[Exercise brief] Search the listing for the word "being" and return each line that contains it.

[Input material]
==============================
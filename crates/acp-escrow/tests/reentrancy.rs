//! # Re-entrancy Tests
//!
//! Most tests here use a recipient that runs code while being paid and
//! calls back into the settlement from inside [`ValueTransfer::pay`]. The
//! callback must be rejected with `ReentrantCall`, the outer call must
//! finish normally, and value must be paid exactly once. The last tests
//! check that calls from other threads wait for a payout in progress.

use std::sync::{Arc, Barrier, Weak};
use std::time::Duration as StdDuration;

use acp_escrow::{AccountBook, EscrowSettlement, TransferError, ValueTransfer};
use acp_types::*;
use chrono::{Duration, Utc};
use parking_lot::Mutex;
use rust_decimal::Decimal;

type Callback = Box<dyn Fn(&EscrowSettlement) -> Result<()> + Send + Sync>;

/// An [`AccountBook`] whose `pay` runs a callback when `hooked` is paid.
struct HookedTransfer {
    book: AccountBook,
    hooked: Address,
    settlement: Mutex<Weak<EscrowSettlement>>,
    callback: Mutex<Option<Callback>>,
    /// Outcomes of every callback, in order.
    reentries: Mutex<Vec<Result<()>>>,
}

impl HookedTransfer {
    fn new(hooked: Address) -> Self {
        Self {
            book: AccountBook::new(),
            hooked,
            settlement: Mutex::new(Weak::new()),
            callback: Mutex::new(None),
            reentries: Mutex::new(Vec::new()),
        }
    }

    fn on_paid(&self, callback: impl Fn(&EscrowSettlement) -> Result<()> + Send + Sync + 'static) {
        *self.callback.lock() = Some(Box::new(callback));
    }
}

impl ValueTransfer for HookedTransfer {
    fn lock(&self, from: &Address, amount: Decimal) -> std::result::Result<(), TransferError> {
        self.book.lock(from, amount)
    }

    fn pay(&self, to: &Address, amount: Decimal) -> std::result::Result<(), TransferError> {
        if *to == self.hooked {
            let settlement = self.settlement.lock().upgrade();
            let callback = self.callback.lock().take();
            if let (Some(settlement), Some(callback)) = (settlement, callback) {
                let outcome = callback(&settlement);
                self.reentries.lock().push(outcome);
                *self.callback.lock() = Some(callback);
            }
        }
        self.book.pay(to, amount)
    }

    fn custody_balance(&self) -> Decimal {
        self.book.custody_balance()
    }
}

struct Setup {
    transfer: Arc<HookedTransfer>,
    settlement: Arc<EscrowSettlement>,
    buyer: Address,
    provider: Address,
}

/// The provider is the party that runs code when paid.
fn setup() -> Setup {
    let buyer = Address::random();
    let provider = Address::random();
    let transfer = Arc::new(HookedTransfer::new(provider));
    transfer.book.deposit(buyer, Decimal::ONE);
    transfer.book.deposit(provider, Decimal::ONE);

    let dyn_transfer: Arc<dyn ValueTransfer> = transfer.clone();
    let settlement = Arc::new(EscrowSettlement::new(EscrowConfig::default(), dyn_transfer).unwrap());
    *transfer.settlement.lock() = Arc::downgrade(&settlement);

    Setup {
        transfer,
        settlement,
        buyer,
        provider,
    }
}

fn open(s: &Setup, amount: Decimal) -> EscrowId {
    let now = Utc::now();
    s.settlement
        .open(
            &CallContext::new(s.buyer, now).with_value(amount),
            s.provider,
            now + Duration::hours(1),
            JobHash::of_str("job"),
        )
        .unwrap()
}

// =============================================================================
// ATTACK: provider refunds the escrow it is being paid for
// =============================================================================

/// Without protection the buyer would get the value back while the
/// provider keeps the release payout.
#[test]
fn callback_refund_during_release_rejected() {
    let s = setup();
    let amount = Decimal::new(5, 3);
    let id = open(&s, amount);

    let provider = s.provider;
    s.transfer
        .on_paid(move |settlement| settlement.refund(&CallContext::at_now(provider), id));

    s.settlement
        .release(&CallContext::at_now(s.buyer), id)
        .unwrap();

    let reentries = s.transfer.reentries.lock();
    assert_eq!(reentries.len(), 1);
    assert!(matches!(reentries[0], Err(AcpError::ReentrantCall)));

    assert_eq!(s.settlement.get_escrow(id).unwrap().state, EscrowState::Released);
    assert_eq!(s.transfer.book.balance(&s.buyer), Decimal::ONE - amount);
    assert_eq!(s.transfer.book.balance(&s.provider), Decimal::ONE + amount);
    s.settlement.verify_custody().unwrap();
}

// =============================================================================
// ATTACK: provider opens a fresh escrow from inside the payout
// =============================================================================
#[test]
fn callback_open_during_release_rejected() {
    let s = setup();
    let id = open(&s, Decimal::new(1, 3));

    let provider = s.provider;
    let victim = s.buyer;
    s.transfer.on_paid(move |settlement| {
        let now = Utc::now();
        settlement
            .open(
                &CallContext::new(provider, now).with_value(Decimal::new(1, 3)),
                victim,
                now + Duration::hours(1),
                JobHash::of_str("nested"),
            )
            .map(|_| ())
    });

    s.settlement
        .release(&CallContext::at_now(s.buyer), id)
        .unwrap();

    assert!(matches!(
        s.transfer.reentries.lock()[0],
        Err(AcpError::ReentrantCall)
    ));
    assert_eq!(s.settlement.escrow_count(), 1);
    s.settlement.verify_custody().unwrap();
}

// =============================================================================
// Guard is released once the outer call returns
// =============================================================================
#[test]
fn guard_released_after_outer_call() {
    let s = setup();
    let first = open(&s, Decimal::new(1, 3));
    let provider = s.provider;
    s.transfer
        .on_paid(move |settlement| settlement.refund(&CallContext::at_now(provider), first));

    s.settlement
        .refund(&CallContext::at_now(s.provider), first)
        .unwrap();
    // The provider is not paid by a refund; the callback never ran.
    assert!(s.transfer.reentries.lock().is_empty());

    let second = open(&s, Decimal::new(2, 3));
    s.settlement
        .release(&CallContext::at_now(s.buyer), second)
        .unwrap();
    let third = open(&s, Decimal::new(3, 3));

    assert!(s.settlement.is_active(third).unwrap());
    assert_eq!(s.settlement.escrow_count(), 3);
    assert_eq!(s.transfer.reentries.lock().len(), 1);
}

// =============================================================================
// Calls from other threads wait instead of failing
// =============================================================================
#[test]
fn concurrent_releases_all_settle() {
    let s = setup();
    let ids: Vec<EscrowId> = (0..16).map(|_| open(&s, Decimal::new(1, 3))).collect();

    let handles: Vec<_> = ids
        .chunks(4)
        .map(|chunk| {
            let settlement = Arc::clone(&s.settlement);
            let buyer = s.buyer;
            let chunk = chunk.to_vec();
            std::thread::spawn(move || {
                for id in chunk {
                    settlement
                        .release(&CallContext::at_now(buyer), id)
                        .expect("concurrent release must wait, not fail");
                }
            })
        })
        .collect();
    for handle in handles {
        handle.join().unwrap();
    }

    assert_eq!(s.settlement.active_count(), 0);
    assert_eq!(s.settlement.custody_balance(), Decimal::ZERO);
    assert_eq!(
        s.transfer.book.balance(&s.provider),
        Decimal::ONE + Decimal::new(16, 3)
    );
    s.settlement.verify_custody().unwrap();
}

// =============================================================================
// Custody check never sees a payout between custody and the books
// =============================================================================

/// An [`AccountBook`] whose `pay` lingers after the value left custody.
struct SlowTransfer {
    book: AccountBook,
    paid: Barrier,
}

impl ValueTransfer for SlowTransfer {
    fn lock(&self, from: &Address, amount: Decimal) -> std::result::Result<(), TransferError> {
        self.book.lock(from, amount)
    }

    fn pay(&self, to: &Address, amount: Decimal) -> std::result::Result<(), TransferError> {
        self.book.pay(to, amount)?;
        self.paid.wait();
        std::thread::sleep(StdDuration::from_millis(50));
        Ok(())
    }

    fn custody_balance(&self) -> Decimal {
        self.book.custody_balance()
    }
}

#[test]
fn custody_check_waits_for_payout_in_progress() {
    let buyer = Address::random();
    let provider = Address::random();
    let transfer = Arc::new(SlowTransfer {
        book: AccountBook::new(),
        paid: Barrier::new(2),
    });
    transfer.book.deposit(buyer, Decimal::ONE);
    let dyn_transfer: Arc<dyn ValueTransfer> = transfer.clone();
    let settlement = Arc::new(EscrowSettlement::new(EscrowConfig::default(), dyn_transfer).unwrap());

    let now = Utc::now();
    let id = settlement
        .open(
            &CallContext::new(buyer, now).with_value(Decimal::new(5, 3)),
            provider,
            now + Duration::hours(1),
            JobHash::of_str("job"),
        )
        .unwrap();

    let releasing = {
        let settlement = Arc::clone(&settlement);
        std::thread::spawn(move || settlement.release(&CallContext::at_now(buyer), id))
    };

    // The value has left custody but the payout is not booked yet.
    transfer.paid.wait();
    settlement
        .verify_custody()
        .expect("custody check must wait for the payout to be booked");

    releasing.join().unwrap().unwrap();
    assert_eq!(transfer.book.balance(&provider), Decimal::new(5, 3));
    settlement.verify_custody().unwrap();
}

#[test]
fn custody_check_from_inside_payout_rejected() {
    let s = setup();
    let id = open(&s, Decimal::new(1, 3));
    s.transfer.on_paid(EscrowSettlement::verify_custody);

    s.settlement
        .release(&CallContext::at_now(s.buyer), id)
        .unwrap();

    assert!(matches!(
        s.transfer.reentries.lock()[0],
        Err(AcpError::ReentrantCall)
    ));
    s.settlement.verify_custody().unwrap();
}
==============================
[Solution to the exercise]
//! Most tests here use a recipient that runs code while being paid and
// ATTACK: provider refunds the escrow it is being paid for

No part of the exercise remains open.